Exercise: The first line of the entries through the line bearing "the key file": copy these lines exactly and return nothing else.

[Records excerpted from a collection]
***

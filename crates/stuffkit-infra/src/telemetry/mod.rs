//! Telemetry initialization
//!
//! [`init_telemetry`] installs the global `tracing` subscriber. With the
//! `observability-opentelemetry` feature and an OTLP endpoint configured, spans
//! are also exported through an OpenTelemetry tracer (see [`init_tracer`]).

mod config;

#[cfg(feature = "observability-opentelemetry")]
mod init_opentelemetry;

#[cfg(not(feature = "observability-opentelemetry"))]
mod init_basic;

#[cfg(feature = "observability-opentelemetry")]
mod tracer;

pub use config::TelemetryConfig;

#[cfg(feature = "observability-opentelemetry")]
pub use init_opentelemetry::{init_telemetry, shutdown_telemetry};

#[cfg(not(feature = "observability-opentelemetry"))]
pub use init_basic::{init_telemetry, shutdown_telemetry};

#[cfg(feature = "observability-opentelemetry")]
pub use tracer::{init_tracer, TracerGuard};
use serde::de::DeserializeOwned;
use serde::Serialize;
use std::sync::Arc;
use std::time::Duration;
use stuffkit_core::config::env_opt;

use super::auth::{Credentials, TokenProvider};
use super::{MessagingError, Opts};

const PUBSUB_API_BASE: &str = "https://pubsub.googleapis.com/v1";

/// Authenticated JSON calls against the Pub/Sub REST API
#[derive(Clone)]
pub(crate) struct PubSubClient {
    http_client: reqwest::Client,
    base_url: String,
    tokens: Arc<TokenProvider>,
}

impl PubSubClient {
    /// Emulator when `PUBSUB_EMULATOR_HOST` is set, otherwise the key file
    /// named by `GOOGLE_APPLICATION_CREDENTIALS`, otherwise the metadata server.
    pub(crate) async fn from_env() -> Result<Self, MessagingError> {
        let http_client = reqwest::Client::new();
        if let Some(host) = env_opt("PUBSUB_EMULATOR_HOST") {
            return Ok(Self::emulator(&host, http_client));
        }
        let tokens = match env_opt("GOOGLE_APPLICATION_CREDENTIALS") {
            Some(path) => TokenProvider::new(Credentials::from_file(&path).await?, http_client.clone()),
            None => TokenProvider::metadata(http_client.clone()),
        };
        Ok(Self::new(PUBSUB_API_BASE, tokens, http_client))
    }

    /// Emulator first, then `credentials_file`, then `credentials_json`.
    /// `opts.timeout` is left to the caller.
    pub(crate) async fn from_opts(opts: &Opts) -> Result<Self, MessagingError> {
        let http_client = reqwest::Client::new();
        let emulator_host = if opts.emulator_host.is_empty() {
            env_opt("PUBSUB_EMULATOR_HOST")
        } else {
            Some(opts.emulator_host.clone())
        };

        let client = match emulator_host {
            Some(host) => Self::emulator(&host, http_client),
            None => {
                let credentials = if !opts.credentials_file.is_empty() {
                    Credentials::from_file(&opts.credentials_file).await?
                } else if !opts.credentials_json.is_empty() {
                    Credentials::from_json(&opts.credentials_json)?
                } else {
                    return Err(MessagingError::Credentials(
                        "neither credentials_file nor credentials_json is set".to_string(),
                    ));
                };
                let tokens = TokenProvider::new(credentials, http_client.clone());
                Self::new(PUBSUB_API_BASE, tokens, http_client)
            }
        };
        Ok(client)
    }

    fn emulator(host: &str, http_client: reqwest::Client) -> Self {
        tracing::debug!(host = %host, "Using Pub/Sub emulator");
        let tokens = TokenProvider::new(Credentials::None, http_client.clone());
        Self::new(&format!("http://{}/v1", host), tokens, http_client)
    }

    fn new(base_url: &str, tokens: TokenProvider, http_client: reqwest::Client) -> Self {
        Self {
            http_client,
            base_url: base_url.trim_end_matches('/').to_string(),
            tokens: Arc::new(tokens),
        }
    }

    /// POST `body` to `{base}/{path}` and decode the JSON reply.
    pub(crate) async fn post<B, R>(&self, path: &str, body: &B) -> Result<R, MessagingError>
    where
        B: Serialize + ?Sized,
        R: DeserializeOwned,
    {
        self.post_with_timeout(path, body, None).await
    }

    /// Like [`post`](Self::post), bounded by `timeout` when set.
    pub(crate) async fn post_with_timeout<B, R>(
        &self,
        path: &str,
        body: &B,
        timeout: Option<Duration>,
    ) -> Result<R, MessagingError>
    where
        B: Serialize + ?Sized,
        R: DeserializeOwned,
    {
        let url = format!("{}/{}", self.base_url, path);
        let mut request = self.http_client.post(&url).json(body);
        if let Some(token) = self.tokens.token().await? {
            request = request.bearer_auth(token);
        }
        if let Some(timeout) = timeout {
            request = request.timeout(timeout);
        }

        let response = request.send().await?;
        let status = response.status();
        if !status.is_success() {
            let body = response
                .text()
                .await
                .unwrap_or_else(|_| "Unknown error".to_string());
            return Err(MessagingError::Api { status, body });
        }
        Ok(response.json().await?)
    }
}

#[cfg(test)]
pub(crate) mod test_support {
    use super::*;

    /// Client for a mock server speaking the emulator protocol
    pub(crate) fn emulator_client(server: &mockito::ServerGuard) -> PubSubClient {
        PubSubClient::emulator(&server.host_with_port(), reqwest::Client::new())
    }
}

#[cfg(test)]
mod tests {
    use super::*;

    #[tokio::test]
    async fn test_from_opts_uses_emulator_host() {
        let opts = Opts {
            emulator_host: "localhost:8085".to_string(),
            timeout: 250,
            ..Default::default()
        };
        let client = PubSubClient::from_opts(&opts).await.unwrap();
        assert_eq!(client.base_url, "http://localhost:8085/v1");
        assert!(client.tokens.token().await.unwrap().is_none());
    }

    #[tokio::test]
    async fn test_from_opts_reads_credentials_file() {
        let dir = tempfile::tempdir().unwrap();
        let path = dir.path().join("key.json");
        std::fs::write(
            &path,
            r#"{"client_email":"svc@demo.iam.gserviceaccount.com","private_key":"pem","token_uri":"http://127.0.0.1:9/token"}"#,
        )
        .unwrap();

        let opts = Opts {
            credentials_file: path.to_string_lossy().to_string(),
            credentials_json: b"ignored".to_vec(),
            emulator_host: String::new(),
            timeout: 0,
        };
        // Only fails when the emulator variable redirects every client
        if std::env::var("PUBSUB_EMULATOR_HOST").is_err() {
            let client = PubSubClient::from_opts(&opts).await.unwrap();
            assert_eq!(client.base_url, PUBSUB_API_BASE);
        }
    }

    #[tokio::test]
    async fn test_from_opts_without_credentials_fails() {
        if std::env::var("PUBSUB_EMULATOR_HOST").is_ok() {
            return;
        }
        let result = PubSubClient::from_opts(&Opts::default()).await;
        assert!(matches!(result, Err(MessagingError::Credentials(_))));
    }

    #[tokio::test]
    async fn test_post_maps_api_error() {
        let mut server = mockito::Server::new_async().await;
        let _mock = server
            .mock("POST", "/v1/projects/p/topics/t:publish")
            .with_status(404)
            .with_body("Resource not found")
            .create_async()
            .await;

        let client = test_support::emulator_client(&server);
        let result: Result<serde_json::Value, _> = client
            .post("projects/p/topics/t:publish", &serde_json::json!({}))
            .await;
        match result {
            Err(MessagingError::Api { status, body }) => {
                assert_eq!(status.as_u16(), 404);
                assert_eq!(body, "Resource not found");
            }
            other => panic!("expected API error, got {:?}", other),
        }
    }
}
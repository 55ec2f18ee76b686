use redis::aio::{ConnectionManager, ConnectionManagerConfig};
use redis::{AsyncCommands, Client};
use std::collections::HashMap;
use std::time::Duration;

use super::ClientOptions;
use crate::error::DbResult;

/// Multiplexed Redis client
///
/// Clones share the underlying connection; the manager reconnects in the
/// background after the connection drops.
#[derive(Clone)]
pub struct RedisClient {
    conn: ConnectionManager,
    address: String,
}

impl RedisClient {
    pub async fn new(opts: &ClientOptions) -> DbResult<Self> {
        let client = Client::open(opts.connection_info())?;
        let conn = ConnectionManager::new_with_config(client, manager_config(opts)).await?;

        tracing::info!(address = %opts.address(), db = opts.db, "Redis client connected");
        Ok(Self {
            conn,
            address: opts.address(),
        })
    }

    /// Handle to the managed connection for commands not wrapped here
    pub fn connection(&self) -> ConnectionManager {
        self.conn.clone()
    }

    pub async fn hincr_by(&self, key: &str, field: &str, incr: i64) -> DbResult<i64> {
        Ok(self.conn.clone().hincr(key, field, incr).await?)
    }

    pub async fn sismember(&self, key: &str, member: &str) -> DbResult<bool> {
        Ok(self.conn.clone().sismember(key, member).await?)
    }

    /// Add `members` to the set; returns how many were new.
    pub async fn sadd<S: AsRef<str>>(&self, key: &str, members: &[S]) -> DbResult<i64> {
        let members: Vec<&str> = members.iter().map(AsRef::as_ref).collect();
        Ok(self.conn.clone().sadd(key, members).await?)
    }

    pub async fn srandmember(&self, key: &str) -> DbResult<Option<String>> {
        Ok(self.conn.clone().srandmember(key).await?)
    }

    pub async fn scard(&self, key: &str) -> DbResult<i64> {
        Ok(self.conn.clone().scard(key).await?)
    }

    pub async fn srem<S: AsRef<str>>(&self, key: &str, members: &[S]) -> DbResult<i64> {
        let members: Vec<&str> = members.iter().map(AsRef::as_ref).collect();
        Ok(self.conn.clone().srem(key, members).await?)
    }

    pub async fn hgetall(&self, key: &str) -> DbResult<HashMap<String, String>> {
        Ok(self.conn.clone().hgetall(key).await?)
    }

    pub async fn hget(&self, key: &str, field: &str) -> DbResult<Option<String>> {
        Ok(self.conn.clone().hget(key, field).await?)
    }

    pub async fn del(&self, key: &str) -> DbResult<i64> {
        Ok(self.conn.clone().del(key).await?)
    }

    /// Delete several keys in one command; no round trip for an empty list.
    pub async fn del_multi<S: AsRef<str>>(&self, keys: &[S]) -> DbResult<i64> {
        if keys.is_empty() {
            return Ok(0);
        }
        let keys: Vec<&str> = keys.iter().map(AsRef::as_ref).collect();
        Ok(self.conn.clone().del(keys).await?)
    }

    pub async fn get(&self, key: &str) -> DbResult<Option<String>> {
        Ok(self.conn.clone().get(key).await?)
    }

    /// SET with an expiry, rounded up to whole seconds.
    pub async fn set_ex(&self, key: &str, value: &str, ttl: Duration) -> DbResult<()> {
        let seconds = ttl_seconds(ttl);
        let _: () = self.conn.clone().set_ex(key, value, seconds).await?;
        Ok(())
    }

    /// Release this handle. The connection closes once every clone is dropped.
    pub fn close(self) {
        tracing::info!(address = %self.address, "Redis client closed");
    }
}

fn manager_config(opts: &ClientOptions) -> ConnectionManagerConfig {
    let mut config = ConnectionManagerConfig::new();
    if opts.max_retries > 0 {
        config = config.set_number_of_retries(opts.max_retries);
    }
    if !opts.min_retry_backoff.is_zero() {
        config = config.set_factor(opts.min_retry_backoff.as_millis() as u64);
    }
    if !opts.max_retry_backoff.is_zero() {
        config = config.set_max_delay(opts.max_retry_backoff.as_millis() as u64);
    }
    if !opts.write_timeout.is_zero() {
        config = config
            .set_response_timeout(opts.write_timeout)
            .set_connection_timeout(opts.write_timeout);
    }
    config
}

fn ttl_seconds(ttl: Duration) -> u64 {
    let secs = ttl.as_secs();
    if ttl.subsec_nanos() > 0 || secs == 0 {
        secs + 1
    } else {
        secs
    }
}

***

Your solution:
filename crates/stuffkit-infra/src/telemetry/mod.rs
//! Telemetry initialization
//!
//! [`init_telemetry`] installs the global `tracing` subscriber. With the
//! `observability-opentelemetry` feature and an OTLP endpoint configured, spans
//! are also exported through an OpenTelemetry tracer (see [`init_tracer`]).

mod config;

#[cfg(feature = "observability-opentelemetry")]
mod init_opentelemetry;

#[cfg(not(feature = "observability-opentelemetry"))]
mod init_basic;

#[cfg(feature = "observability-opentelemetry")]
mod tracer;

pub use config::TelemetryConfig;

#[cfg(feature = "observability-opentelemetry")]
pub use init_opentelemetry::{init_telemetry, shutdown_telemetry};

#[cfg(not(feature = "observability-opentelemetry"))]
pub use init_basic::{init_telemetry, shutdown_telemetry};

#[cfg(feature = "observability-opentelemetry")]
pub use tracer::{init_tracer, TracerGuard};
use serde::de::DeserializeOwned;
use serde::Serialize;
use std::sync::Arc;
use std::time::Duration;
use stuffkit_core::config::env_opt;

use super::auth::{Credentials, TokenProvider};
use super::{MessagingError, Opts};

const PUBSUB_API_BASE: &str = "https://pubsub.googleapis.com/v1";

/// Authenticated JSON calls against the Pub/Sub REST API
#[derive(Clone)]
pub(crate) struct PubSubClient {
    http_client: reqwest::Client,
    base_url: String,
    tokens: Arc<TokenProvider>,
}

impl PubSubClient {
    /// Emulator when `PUBSUB_EMULATOR_HOST` is set, otherwise the key file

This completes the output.